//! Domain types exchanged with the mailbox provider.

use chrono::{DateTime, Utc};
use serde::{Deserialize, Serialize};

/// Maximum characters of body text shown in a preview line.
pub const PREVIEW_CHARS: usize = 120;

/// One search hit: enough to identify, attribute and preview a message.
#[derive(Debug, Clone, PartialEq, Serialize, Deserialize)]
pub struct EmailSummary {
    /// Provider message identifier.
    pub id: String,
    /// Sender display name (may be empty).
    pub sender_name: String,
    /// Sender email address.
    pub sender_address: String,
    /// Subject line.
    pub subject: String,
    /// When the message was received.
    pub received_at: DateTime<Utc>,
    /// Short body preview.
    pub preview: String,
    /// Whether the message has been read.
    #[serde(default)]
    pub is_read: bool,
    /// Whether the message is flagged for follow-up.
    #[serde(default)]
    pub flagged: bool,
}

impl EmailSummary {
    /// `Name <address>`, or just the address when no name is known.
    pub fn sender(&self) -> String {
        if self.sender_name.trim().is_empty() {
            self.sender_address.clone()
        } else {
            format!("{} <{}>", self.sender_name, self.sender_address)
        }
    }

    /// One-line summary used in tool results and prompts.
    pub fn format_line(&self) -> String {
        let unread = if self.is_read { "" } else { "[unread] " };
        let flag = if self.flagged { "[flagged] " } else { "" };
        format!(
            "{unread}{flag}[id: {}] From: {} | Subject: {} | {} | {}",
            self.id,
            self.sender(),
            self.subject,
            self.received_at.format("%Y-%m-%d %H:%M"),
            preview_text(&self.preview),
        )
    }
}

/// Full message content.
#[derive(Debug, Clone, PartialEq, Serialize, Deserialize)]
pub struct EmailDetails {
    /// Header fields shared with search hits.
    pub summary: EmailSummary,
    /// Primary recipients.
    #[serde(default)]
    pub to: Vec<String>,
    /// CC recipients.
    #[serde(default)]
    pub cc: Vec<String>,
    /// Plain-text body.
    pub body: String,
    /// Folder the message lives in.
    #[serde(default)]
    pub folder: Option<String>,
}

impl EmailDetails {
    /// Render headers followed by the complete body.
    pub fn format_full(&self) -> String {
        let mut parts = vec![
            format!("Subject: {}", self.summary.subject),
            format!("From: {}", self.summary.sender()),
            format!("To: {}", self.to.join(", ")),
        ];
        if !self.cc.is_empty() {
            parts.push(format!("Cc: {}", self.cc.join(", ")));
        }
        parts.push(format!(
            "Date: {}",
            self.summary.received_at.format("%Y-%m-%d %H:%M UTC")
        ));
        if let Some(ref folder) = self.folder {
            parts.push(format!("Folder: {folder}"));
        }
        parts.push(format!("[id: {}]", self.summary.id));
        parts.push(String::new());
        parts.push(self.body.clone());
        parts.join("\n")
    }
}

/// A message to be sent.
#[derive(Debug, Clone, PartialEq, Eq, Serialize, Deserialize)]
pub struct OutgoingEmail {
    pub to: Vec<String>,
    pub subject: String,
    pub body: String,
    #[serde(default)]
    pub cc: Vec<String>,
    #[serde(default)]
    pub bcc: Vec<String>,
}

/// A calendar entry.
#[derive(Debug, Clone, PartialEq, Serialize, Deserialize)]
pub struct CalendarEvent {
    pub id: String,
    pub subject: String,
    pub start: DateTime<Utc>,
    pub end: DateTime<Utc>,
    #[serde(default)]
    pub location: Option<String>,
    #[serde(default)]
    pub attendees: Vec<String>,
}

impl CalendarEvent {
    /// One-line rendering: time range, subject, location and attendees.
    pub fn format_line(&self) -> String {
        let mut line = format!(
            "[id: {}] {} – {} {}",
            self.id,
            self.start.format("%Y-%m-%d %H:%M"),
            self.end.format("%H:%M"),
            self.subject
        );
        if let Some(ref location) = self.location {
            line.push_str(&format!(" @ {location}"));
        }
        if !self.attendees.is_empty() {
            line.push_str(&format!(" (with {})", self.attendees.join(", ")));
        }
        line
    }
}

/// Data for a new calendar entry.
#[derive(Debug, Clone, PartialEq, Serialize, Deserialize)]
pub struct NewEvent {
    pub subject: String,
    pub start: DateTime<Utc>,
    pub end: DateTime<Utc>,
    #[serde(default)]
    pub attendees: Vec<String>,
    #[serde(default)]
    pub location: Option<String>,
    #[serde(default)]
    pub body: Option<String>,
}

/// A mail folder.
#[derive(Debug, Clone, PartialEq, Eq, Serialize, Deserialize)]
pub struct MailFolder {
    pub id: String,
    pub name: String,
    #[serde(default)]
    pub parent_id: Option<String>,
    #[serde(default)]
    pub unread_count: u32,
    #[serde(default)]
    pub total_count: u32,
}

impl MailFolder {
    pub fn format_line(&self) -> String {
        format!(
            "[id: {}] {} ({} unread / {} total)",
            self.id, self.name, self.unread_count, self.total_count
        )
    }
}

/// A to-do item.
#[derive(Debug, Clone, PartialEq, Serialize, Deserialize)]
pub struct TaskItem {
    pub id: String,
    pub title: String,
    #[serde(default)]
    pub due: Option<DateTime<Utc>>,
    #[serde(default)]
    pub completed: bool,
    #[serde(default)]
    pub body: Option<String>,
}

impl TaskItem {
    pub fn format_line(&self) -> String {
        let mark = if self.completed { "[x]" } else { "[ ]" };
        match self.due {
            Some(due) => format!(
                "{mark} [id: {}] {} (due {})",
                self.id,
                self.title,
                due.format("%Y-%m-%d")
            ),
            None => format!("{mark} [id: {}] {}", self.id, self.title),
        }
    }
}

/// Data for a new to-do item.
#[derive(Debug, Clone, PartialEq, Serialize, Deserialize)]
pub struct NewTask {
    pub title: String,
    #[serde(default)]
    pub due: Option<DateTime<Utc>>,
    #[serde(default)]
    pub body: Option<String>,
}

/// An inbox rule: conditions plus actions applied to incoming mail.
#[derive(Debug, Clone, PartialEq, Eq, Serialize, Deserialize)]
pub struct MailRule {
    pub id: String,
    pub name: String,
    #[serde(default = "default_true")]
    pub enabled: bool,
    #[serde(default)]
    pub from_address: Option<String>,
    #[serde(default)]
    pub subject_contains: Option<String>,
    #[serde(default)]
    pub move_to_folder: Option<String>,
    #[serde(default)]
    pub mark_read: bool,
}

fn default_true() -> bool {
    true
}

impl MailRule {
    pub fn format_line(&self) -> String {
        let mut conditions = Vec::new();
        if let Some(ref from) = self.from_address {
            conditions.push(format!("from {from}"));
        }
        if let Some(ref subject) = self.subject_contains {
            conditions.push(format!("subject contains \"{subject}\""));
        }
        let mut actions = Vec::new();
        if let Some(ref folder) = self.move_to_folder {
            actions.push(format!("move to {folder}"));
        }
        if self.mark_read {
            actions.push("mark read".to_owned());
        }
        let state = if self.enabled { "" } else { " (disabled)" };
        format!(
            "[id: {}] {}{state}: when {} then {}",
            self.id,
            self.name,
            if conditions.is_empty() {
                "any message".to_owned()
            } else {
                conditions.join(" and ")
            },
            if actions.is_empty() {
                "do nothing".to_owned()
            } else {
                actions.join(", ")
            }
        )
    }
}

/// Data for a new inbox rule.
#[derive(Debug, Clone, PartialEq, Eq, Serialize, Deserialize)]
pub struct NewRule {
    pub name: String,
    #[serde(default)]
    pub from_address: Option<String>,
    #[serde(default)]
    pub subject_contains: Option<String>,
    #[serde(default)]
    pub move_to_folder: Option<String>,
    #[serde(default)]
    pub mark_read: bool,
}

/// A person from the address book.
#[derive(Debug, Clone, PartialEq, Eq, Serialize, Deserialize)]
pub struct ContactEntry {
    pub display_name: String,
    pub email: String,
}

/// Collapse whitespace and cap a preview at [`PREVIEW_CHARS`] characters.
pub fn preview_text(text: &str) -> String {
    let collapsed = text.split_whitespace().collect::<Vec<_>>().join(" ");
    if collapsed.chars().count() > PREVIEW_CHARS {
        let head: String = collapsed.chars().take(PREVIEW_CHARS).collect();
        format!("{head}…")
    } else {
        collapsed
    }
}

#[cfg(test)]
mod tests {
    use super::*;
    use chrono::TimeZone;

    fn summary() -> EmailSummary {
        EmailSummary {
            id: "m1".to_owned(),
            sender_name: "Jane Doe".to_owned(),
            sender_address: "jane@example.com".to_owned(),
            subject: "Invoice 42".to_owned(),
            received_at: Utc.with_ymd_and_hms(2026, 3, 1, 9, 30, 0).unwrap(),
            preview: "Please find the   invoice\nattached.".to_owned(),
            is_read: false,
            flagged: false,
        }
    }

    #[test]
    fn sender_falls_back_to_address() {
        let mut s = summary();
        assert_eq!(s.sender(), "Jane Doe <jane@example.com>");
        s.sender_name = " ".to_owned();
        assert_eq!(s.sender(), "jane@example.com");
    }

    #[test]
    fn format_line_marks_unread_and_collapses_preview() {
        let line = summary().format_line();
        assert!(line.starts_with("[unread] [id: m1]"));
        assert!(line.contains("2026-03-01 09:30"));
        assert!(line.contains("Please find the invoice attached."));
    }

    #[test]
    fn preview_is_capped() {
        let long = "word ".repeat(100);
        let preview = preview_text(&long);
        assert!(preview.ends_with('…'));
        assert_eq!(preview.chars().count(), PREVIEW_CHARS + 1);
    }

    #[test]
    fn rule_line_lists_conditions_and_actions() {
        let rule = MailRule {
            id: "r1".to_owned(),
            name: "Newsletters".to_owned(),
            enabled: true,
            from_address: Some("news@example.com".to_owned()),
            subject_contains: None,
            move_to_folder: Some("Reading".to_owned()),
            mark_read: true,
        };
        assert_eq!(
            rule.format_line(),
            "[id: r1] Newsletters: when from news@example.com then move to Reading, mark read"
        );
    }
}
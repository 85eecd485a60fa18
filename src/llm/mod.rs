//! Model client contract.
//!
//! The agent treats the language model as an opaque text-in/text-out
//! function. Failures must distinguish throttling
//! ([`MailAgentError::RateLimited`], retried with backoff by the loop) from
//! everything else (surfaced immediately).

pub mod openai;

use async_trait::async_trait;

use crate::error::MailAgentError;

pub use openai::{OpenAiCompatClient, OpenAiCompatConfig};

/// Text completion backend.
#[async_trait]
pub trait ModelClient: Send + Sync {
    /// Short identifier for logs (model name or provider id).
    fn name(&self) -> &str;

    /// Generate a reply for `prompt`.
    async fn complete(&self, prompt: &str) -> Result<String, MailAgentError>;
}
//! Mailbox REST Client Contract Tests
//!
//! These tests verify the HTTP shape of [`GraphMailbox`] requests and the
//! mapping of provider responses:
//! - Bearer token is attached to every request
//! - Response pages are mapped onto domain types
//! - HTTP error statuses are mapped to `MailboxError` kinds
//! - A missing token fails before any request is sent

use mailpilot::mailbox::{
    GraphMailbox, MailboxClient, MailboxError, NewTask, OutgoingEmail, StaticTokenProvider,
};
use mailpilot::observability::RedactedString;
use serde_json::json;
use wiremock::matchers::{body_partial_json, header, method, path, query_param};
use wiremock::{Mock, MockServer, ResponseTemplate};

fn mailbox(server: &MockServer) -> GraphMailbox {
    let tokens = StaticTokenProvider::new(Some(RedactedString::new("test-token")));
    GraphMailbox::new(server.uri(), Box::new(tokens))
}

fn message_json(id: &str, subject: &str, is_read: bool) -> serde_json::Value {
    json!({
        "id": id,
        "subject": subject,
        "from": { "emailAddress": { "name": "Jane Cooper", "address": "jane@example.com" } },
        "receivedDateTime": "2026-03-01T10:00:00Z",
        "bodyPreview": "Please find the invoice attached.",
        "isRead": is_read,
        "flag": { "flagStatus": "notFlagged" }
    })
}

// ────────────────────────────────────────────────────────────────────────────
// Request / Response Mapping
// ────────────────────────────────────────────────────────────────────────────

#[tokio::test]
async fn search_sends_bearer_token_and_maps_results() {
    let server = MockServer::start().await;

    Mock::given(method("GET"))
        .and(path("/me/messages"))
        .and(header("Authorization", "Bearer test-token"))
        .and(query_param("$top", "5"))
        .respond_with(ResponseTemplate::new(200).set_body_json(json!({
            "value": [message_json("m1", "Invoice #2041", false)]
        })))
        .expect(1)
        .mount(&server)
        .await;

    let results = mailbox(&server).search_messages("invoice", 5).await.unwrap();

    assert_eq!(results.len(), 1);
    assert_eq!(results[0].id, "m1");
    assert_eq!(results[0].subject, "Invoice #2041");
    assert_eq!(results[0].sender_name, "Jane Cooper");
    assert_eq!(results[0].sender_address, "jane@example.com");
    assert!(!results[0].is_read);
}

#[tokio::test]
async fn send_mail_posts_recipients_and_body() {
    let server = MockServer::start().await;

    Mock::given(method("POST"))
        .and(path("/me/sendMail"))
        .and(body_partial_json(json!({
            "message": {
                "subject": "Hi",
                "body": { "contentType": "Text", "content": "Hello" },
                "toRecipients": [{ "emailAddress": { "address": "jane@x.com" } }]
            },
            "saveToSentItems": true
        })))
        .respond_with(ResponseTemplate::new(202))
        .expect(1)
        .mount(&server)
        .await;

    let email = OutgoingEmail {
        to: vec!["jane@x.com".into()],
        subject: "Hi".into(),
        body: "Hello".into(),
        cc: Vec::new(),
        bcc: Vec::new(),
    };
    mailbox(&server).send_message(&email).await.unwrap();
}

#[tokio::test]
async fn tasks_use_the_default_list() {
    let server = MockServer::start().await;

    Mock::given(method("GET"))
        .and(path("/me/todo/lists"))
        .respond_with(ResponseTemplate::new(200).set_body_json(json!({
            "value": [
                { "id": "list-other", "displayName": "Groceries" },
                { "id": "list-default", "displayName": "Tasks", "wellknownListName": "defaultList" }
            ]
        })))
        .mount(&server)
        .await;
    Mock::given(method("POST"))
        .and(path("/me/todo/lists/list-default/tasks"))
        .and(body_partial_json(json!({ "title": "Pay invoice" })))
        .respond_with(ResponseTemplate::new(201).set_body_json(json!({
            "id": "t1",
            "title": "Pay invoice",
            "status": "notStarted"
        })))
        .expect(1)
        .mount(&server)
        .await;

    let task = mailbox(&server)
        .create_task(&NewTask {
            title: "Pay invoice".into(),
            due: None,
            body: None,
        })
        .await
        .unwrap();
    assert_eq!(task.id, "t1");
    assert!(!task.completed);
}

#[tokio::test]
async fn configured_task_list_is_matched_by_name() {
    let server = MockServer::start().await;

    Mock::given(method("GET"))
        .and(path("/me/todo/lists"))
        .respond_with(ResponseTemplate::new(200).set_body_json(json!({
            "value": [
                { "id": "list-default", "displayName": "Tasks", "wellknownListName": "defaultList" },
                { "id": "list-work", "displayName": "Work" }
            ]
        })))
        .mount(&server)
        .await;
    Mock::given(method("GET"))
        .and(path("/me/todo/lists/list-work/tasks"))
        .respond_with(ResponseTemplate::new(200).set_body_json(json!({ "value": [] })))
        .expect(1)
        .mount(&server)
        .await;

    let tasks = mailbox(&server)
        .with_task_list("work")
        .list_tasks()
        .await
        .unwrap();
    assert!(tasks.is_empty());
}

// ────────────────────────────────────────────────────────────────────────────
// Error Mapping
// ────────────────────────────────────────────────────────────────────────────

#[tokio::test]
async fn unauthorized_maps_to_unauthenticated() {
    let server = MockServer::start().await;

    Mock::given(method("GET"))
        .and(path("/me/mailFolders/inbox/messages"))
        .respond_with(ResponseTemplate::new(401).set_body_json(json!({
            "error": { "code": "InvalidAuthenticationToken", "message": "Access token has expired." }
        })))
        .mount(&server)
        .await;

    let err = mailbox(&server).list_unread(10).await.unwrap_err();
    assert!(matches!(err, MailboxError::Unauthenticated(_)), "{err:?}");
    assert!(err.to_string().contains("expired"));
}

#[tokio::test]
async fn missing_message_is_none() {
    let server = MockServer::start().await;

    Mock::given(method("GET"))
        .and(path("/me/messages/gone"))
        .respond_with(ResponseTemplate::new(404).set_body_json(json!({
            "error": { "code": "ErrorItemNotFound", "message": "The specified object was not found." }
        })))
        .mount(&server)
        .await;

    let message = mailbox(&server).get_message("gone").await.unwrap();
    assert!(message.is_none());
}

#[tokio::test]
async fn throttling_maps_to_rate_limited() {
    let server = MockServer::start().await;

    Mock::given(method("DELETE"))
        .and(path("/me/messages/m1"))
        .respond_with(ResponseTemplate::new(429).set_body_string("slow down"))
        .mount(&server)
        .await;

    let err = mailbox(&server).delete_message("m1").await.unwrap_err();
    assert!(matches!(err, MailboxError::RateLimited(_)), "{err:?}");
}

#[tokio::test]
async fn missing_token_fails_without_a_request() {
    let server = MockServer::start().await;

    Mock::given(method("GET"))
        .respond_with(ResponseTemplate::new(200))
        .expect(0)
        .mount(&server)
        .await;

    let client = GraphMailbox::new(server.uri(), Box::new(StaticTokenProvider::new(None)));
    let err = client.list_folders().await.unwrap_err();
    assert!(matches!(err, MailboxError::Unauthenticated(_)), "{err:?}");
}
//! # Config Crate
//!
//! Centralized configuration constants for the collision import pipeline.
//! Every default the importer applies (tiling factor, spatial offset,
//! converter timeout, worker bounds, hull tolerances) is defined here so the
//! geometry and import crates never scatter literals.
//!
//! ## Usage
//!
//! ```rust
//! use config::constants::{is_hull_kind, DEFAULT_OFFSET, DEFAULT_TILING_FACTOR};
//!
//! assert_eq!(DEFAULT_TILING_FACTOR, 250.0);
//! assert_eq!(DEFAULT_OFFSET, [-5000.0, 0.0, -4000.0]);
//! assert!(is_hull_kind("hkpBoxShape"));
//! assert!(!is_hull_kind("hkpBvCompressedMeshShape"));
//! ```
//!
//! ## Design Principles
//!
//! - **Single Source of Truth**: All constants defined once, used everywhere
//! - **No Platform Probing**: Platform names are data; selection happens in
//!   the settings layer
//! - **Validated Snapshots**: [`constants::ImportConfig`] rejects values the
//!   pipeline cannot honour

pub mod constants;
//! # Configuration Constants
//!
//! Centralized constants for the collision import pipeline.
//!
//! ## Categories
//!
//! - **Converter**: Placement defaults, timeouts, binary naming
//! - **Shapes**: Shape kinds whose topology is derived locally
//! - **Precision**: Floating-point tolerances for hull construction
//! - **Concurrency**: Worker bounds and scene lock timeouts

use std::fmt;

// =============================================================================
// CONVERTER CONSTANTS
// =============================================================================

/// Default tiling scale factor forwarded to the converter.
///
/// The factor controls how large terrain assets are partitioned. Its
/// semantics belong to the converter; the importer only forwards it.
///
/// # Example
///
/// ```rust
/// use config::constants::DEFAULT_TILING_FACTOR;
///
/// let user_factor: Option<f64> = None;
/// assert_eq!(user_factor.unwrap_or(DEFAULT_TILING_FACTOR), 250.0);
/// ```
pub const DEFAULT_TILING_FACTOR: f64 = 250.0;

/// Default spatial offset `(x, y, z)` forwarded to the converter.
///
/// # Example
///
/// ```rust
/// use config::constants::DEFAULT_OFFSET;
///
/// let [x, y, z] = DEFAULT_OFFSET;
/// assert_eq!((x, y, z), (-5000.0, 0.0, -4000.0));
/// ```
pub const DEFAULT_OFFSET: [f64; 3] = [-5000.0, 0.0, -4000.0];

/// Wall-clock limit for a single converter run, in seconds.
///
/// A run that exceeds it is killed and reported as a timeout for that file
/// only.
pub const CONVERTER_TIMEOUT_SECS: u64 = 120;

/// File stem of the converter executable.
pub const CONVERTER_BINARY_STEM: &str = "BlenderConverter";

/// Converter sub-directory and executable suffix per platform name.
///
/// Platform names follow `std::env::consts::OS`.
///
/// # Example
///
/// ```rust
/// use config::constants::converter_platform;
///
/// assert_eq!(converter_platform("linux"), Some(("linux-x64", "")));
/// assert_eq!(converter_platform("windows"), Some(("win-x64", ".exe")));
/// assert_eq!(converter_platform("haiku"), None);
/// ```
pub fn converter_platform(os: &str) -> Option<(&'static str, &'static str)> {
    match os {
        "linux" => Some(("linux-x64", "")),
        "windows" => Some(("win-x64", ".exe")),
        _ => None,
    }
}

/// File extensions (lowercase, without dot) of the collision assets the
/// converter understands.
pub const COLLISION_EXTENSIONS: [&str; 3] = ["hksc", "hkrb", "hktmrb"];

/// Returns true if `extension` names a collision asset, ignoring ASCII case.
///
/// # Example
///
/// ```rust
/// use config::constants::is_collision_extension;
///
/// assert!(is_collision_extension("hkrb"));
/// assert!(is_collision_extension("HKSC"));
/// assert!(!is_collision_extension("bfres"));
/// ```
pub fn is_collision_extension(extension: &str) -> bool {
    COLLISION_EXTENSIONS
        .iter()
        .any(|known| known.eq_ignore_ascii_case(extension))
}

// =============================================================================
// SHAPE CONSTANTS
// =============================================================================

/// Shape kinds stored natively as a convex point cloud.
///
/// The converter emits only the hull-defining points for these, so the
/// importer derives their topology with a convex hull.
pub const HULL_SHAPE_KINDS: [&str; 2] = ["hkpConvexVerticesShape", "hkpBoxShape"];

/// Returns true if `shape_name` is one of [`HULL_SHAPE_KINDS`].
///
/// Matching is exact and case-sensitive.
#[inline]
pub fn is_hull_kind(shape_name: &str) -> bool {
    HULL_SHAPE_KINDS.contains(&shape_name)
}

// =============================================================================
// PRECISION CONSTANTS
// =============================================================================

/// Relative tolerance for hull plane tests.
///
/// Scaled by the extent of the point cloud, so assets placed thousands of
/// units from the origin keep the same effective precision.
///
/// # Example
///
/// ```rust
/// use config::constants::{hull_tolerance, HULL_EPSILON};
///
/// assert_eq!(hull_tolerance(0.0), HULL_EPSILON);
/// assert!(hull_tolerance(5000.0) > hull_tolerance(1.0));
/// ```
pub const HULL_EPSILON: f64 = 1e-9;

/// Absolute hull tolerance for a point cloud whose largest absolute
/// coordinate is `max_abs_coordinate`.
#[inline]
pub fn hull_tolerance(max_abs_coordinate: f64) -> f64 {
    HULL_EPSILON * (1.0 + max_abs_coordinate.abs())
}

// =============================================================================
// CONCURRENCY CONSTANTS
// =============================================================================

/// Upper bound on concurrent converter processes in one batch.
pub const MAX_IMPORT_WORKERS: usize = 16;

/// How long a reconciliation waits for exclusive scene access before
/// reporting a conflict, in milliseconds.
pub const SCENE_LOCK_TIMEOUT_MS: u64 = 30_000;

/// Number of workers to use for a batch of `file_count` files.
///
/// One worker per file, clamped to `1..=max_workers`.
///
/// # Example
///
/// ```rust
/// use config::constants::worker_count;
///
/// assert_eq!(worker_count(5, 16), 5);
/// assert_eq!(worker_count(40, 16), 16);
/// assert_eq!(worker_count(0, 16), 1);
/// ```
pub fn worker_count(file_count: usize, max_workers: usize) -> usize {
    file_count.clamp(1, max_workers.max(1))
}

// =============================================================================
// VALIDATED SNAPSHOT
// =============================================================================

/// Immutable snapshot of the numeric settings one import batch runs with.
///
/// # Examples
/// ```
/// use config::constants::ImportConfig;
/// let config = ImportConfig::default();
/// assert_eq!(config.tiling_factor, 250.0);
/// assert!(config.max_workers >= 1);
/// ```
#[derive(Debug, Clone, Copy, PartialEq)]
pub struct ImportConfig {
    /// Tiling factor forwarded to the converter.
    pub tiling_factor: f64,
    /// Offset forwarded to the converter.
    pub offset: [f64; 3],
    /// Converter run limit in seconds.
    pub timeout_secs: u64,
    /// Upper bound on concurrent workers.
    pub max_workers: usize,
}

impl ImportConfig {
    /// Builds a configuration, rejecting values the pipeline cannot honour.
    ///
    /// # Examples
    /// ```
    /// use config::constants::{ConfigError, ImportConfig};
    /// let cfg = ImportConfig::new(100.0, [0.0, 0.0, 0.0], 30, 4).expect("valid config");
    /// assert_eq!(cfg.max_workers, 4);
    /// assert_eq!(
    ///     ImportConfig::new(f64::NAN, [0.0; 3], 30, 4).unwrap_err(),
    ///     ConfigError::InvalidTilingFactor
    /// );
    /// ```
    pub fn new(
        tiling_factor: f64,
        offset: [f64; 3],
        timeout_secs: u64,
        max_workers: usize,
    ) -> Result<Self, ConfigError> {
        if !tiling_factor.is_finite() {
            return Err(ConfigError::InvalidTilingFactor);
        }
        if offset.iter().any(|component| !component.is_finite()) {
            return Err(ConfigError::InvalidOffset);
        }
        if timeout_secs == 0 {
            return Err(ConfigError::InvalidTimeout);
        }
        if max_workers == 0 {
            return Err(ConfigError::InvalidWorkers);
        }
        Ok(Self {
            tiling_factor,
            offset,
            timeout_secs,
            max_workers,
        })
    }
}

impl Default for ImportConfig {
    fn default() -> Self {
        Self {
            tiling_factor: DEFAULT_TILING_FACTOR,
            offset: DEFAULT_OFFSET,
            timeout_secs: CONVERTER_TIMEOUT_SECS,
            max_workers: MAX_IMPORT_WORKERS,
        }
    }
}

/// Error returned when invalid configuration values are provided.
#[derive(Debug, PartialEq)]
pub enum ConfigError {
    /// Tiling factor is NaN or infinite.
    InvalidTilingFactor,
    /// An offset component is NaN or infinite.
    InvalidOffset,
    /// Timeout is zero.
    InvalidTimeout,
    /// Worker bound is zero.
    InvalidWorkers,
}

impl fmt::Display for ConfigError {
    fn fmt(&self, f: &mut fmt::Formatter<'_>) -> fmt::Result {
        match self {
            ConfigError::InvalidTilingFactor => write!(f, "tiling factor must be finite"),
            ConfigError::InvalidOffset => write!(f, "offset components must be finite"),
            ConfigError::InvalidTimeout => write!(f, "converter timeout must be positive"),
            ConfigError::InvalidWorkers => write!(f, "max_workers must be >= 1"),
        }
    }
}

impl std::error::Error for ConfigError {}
============================================================
### WORK INSTRUCTIONS
Filter the listing above down to the lines that contain the word "batch".

### COMPLETED EXERCISE
/// Upper bound on concurrent converter processes in one batch.
/// Number of workers to use for a batch of `file_count` files.
/// Immutable snapshot of the numeric settings one import batch runs with.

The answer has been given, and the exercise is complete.